Uscire dall’euro, tutte le bufale: la moneta complementare (foto)
CREDITI FISCALI E VALUTE NAZIONALE – Alcune proposte di moneta complementare cercano quindi di ovviare a queste problematiche inserendo lo Stato, con la forza della sua legge, a supportarne la circolazione. E via di proposte di “crediti fiscali”, o di “valute nazionali” agganciate all’euro come moneta di conto per le transazioni fra stati e via di invenzioni le più fantasiose. E qui devo aprire una lunga parentesi per spiegare che la presenza di sistemi monetari “concorrenti” non è una invenzione moderna, è anzi praticamente come è stata “gestita” la moneta per tutta l’età medievale e buona parte di quella moderna. Infatti nel passato esisteva un sistema di “moneta grossa” legata all’oro che serviva per gli scambi commerciali fra gli stati e per gli acquisti di beni di particolare pregio e rarità, e la “moneta piccola”, non “garantita” dal metallo prezioso se non in parte, spesso pure minima (ed era l’argento in quel caso), il cui valore era determinato dalle leggi dei vari Stati e che serviva per acquistare all’interno dello stesso beni di largo consumo e di basso valore.

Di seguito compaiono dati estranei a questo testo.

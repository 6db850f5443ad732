//! HTTP adapters for the configured providers, and the gateway that governs
//! them.

pub mod openai;
pub mod search;

use std::sync::Arc;

use dialectic_core::config::{AppConfig, ProviderKind};
use dialectic_core::gateway::{CallFailure, FailureKind, GovernedGateway, ProviderAdapter};
use dialectic_core::quota::{QuotaGovernor, QuotaPolicy};
use dialectic_core::ProviderId;
use reqwest::{Client, StatusCode};
use tracing::info;

pub use openai::OpenAiCompatibleAdapter;
pub use search::JsonSearchAdapter;

/// Registers every configured provider with its own quota policy and timeout.
pub fn build_gateway(config: &AppConfig) -> GovernedGateway {
    let client = Client::new();
    let mut governor = QuotaGovernor::new(QuotaPolicy::default());
    for (id, provider) in &config.providers {
        governor = governor.with_policy(ProviderId::new(id.clone()), provider.quota_policy());
    }

    let mut gateway = GovernedGateway::new(governor);
    for (id, provider) in &config.providers {
        let provider_id = ProviderId::new(id.clone());
        let adapter: Arc<dyn ProviderAdapter> = match provider.kind {
            ProviderKind::OpenaiCompatible => Arc::new(OpenAiCompatibleAdapter::new(
                client.clone(),
                provider_id.clone(),
                provider,
            )),
            ProviderKind::JsonSearch => {
                Arc::new(JsonSearchAdapter::new(client.clone(), provider_id.clone(), provider))
            }
        };
        info!(
            event_name = "agent.provider.registered",
            provider = %provider_id,
            kind = provider.kind.as_str(),
            has_api_key = provider.has_api_key(),
            "provider registered"
        );
        gateway = gateway.register(provider_id, adapter, provider.timeout());
    }
    gateway
}

pub(crate) fn classify_status(status: StatusCode) -> FailureKind {
    match status.as_u16() {
        401 | 403 => FailureKind::AuthMissing,
        429 => FailureKind::QuotaExceeded,
        408 | 500..=599 => FailureKind::Transient,
        _ => FailureKind::Unknown,
    }
}

pub(crate) fn classify_transport(provider: &ProviderId, error: reqwest::Error) -> CallFailure {
    let kind = if error.is_timeout() || error.is_connect() || error.is_request() {
        FailureKind::Transient
    } else if error.is_decode() || error.is_body() {
        FailureKind::Malformed
    } else {
        FailureKind::Unknown
    };
    CallFailure::new(kind, provider, error.to_string())
}

/// Maps a non-success response to a failure, keeping a bounded excerpt of the
/// body for the reason.
pub(crate) async fn status_failure(
    provider: &ProviderId,
    response: reqwest::Response,
) -> CallFailure {
    let status = response.status();
    let body = response.text().await.unwrap_or_default();
    let excerpt = body.chars().take(300).collect::<String>();
    CallFailure::new(classify_status(status), provider, format!("HTTP {status}: {excerpt}"))
}

pub(crate) fn endpoint(base_url: &str, path: &str) -> String {
    format!("{}/{}", base_url.trim_end_matches('/'), path.trim_start_matches('/'))
}
use std::process::ExitCode;

use tracing_subscriber::EnvFilter;

fn main() -> ExitCode {
    // stdout carries the JSON result; diagnostics go to stderr.
    let filter = EnvFilter::try_from_default_env().unwrap_or_else(|_| EnvFilter::new("warn"));
    tracing_subscriber::fmt()
        .with_env_filter(filter)
        .with_writer(std::io::stderr)
        .with_target(false)
        .compact()
        .init();

    dialectic_cli::run()
}
pub mod commands;

use clap::{Parser, Subcommand};
use std::process::ExitCode;

#[derive(Debug, Parser)]
#[command(
    name = "dialectic",
    about = "Dialectic operator CLI",
    long_about = "Inspect configuration, check provider readiness, and run research sessions in-process.",
    after_help = "Examples:\n  dialectic doctor --json\n  dialectic config\n  dialectic research \"grid-scale storage\" --max-rounds 2 --answer \"focus on ERCOT\""
)]
pub struct Cli {
    #[command(subcommand)]
    command: Command,
}

#[derive(Debug, Subcommand)]
enum Command {
    #[command(
        about = "Inspect effective configuration values with source attribution and redaction"
    )]
    Config,
    #[command(about = "Validate config, provider credentials, and search routing")]
    Doctor {
        #[arg(long, help = "Emit machine-readable JSON output")]
        json: bool,
    },
    #[command(about = "Run one research session to completion and print the report as JSON")]
    Research {
        #[arg(help = "Research question")]
        query: String,
        #[arg(long, help = "Dialogue round limit (1-15); defaults to pipeline.max_rounds")]
        max_rounds: Option<u32>,
        #[arg(
            long = "answer",
            help = "Clarification answer, submitted in order each time the session pauses"
        )]
        answers: Vec<String>,
    },
}

pub fn run() -> ExitCode {
    let cli = Cli::parse();

    let result = match cli.command {
        Command::Config => {
            commands::CommandResult { exit_code: 0, output: commands::config::run() }
        }
        Command::Doctor { json } => commands::doctor::run(json),
        Command::Research { query, max_rounds, answers } => {
            commands::research::run(&query, max_rounds, answers)
        }
    };

    println!("{}", result.output);
    ExitCode::from(result.exit_code)
}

Uscire dall’euro, tutte le bufale: la moneta complementare (fonte foto)
MONETA PICCOLA E MONETA GROSSA – Indovinate con quale moneta venivano pagati le classi basse, i braccianti, i lavoranti, i salariati, gli artigiani? Con la moneta “piccola”. Nel mentre chi esportava in altri paesi incassava in “moneta grossa” legata all’oro. Tutto il medioevo e la storia moderna vede la lotta politica fra le classi più elevate, alle quali conveniva che la “moneta piccola” svalutasse nei confronti della “moneta grossa”, perché pagavano con la prima ed incassavano la seconda, e le classi più basse che volevano ovviamente il contrario. Questo semplice meccanismo era quindi una potente arma di lotta di classe che impediva l’ascesa sociale di nuovi ceti ed individui. Uno dei provvedimenti più importanti di giustizia sociale, non a caso nato con la Rivoluzione Francese, fu la creazione del Franco Germinale con il quale vennero ridenominati tutti i prezzi precedentemente espressi in lire tornesi ed i suoi sottomultipli in “moneta piccola”, e la creazione della Banque du France per supportarne l’emissione e farne da garante. Una sola moneta da usare per tutte le transazioni interne in forza di legge era l’applicazione in campo monetario dell’uguaglianza dei cittadini. La creazione di sistemi paralleli con il rischio di svalutazione di alcuni di essi rispetto ad una moneta “grossa” sarebbe il ritorno ad odiosi privilegi e con effetti simili alla “dollarizzazione” presente nel recente passato in tanti stati sudamericani, dove i ricchi avevano i dollari ed i poveri i pesos. Vi sembra una cosa tanto di sinistra?